Nie et al. present an algorithm for ranking answer candidates from all of the available answers for a new question in a community question-answering (QA) system. One simple approach is to select the most similar question and, among the answers to that question, select the highest rated (based on user feedback) answer. Instead, the authors present an approach that has two components: offline learning and online ranking. In the offline mode, a model is learned using features of training data consisting of historical questions and answers. In particular, the authors consider the answers to the same question as well as answers to different questions. By using the rankings of answers from a question and those from different questions, a model is learned. In the online process, top-k similar questions are extracted for a given question. All of the answers to those questions are ranked using the learned model.

The paper is very well written.
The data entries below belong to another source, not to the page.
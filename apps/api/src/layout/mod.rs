// Menu layout engine: regions, templates, selection, grid placement, render plans.
// Layout generation is pure and CPU-bound; handlers run it inside tokio::task::spawn_blocking.

pub mod document;
pub mod engine;
pub mod error;
pub mod fields;
pub mod geometry;
pub mod menu;
pub mod options;
pub mod placement;
pub mod regions;
pub mod render;
pub mod selector;
pub mod template;
pub mod template_store;

// Re-export the public API consumed by the HTTP layer.
pub use document::LayoutDocument;
pub use engine::generate;
pub use error::LayoutError;
pub use menu::{normalize, LayoutMenu, MenuCharacteristics};
pub use options::{LayoutOptions, RenderOptions};
pub use render::{build_render_plan, JsonPlanRenderer, RenderError, RenderPlan, Renderer};
pub use selector::{OutputContext, Selection, TemplateSelector};
pub use template::Template;
pub use template_store::TemplateStore;
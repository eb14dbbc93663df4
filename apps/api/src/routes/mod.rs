pub mod health;

use axum::{
    routing::{get, post},
    Router,
};

use crate::export::handlers;
use crate::state::AppState;

pub fn build_router(state: AppState) -> Router {
    Router::new()
        .route("/health", get(health::health_handler))
        // Template catalogue
        .route("/api/v1/templates", get(handlers::handle_list_templates))
        .route("/api/v1/templates/:id", get(handlers::handle_get_template))
        // Layout export
        .route("/api/v1/layout", post(handlers::handle_layout))
        .route(
            "/api/v1/layout/render-plan",
            post(handlers::handle_render_plan),
        )
        .with_state(state)
}
fn read_contexts(root: &Node<'_>) -> Result<Vec<OutputContext>, FieldIssue> {
    let Some(node) = root.get("contexts")? else {
        return Ok(OutputContext::ALL.to_vec());
    };
    let mut contexts = Vec::new();
    for entry in node.items()? {
        let raw = entry.as_str()?;
        let context = OutputContext::parse(raw)
            .ok_or_else(|| FieldIssue::new(entry.path(), format!("unknown output context '{raw}'")))?;
        if !contexts.contains(&context) {
            contexts.push(context);
        }
    }
    if contexts.is_empty() {
        return Err(FieldIssue::new(node.path(), "must list at least one output context"));
    }
    Ok(contexts)
}

fn read_page(root: &Node<'_>, id: &str) -> Result<PageSpec, FieldIssue> {
    let page = root.require("page")?;
    let size_node = page.require("size")?;
    let raw_size = size_node.as_str()?;
    let size: PageSize = serde_json::from_value(Value::String(raw_size.to_string()))
        .map_err(|_| FieldIssue::new(size_node.path(), format!("unknown page size '{raw_size}'")))?;

    let margins_node = page.require("margins")?;
    let margins = Margins {
        top: margins_node.require("top")?.as_f64()?,
        right: margins_node.require("right")?.as_f64()?,
        bottom: margins_node.require("bottom")?.as_f64()?,
        left: margins_node.require("left")?.as_f64()?,
    };

    PageSpec::resolve(size, margins, id).map_err(|e| match e {
        LayoutError::TemplateValidation { field, message, .. } => FieldIssue::new(field, message),
        other => FieldIssue::new("page", other.to_string()),
    })
}

fn read_region_heights(root: &Node<'_>) -> Result<RegionHeights, FieldIssue> {
    let regions = root.require("regions")?;
    let height = |name: &str| -> Result<f64, FieldIssue> {
        let node = regions.require(name)?.require("height")?;
        let value = node.as_f64()?;
        if value < 0.0 {
            return Err(FieldIssue::new(node.path(), format!("must be >= 0, got {value}")));
        }
        Ok(round_pt(value))
    };
    Ok(RegionHeights {
        header: height("header")?,
        title: height("title")?,
        footer: height("footer")?,
    })
}

fn read_grid(root: &Node<'_>) -> Result<GridSpec, FieldIssue> {
    let container = root.require("body")?.require("container")?;

    let cols_node = container.require("cols")?;
    let cols = cols_node.as_u32()?;
    if cols == 0 || cols > u32::from(MAX_GRID_TRACKS) {
        return Err(FieldIssue::new(
            cols_node.path(),
            format!("must be between 1 and {MAX_GRID_TRACKS}"),
        ));
    }

    let row_height_node = container.require("rowHeight")?;
    let row_height = row_height_node.as_f64()?;
    if row_height <= 0.0 {
        return Err(FieldIssue::new(row_height_node.path(), "must be > 0"));
    }

    let gap = |key: &str| -> Result<f64, FieldIssue> {
        match container.get(key)? {
            Some(node) => {
                let value = node.as_f64()?;
                if value < 0.0 {
                    return Err(FieldIssue::new(node.path(), "must be >= 0"));
                }
                Ok(value)
            }
            None => Ok(0.0),
        }
    };

    Ok(GridSpec {
        cols: cols as u16,
        row_height,
        gap_x: gap("gapX")?,
        gap_y: gap("gapY")?,
    })
}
It covers all aspects of description: problem statement, offline learning, online algorithm, feature selection, comparative approaches, difference with comparative approaches, and so on. Specifically, four types of features are used: deep features (like Doc2vec--for getting context vectors of questions), topic-level features (for example, linear discriminant analysis, LDA), statistical features (number of terms, verbs, nouns, and so on), and user-centric features (user profiles).

The performance results are thorough. The authors use P@K (percentage of correct results in top-k ranked results) as the performance metric. The authors explain all of the comparative techniques. In fact, that is one of the important contributions of the paper. The authors describe point-wise techniques (where the importance of each answer is used as training data), pair-wise techniques (where the comparative rank of a pair of answers is used as training data), and rank-wise techniques (where the whole ranking is used as training data).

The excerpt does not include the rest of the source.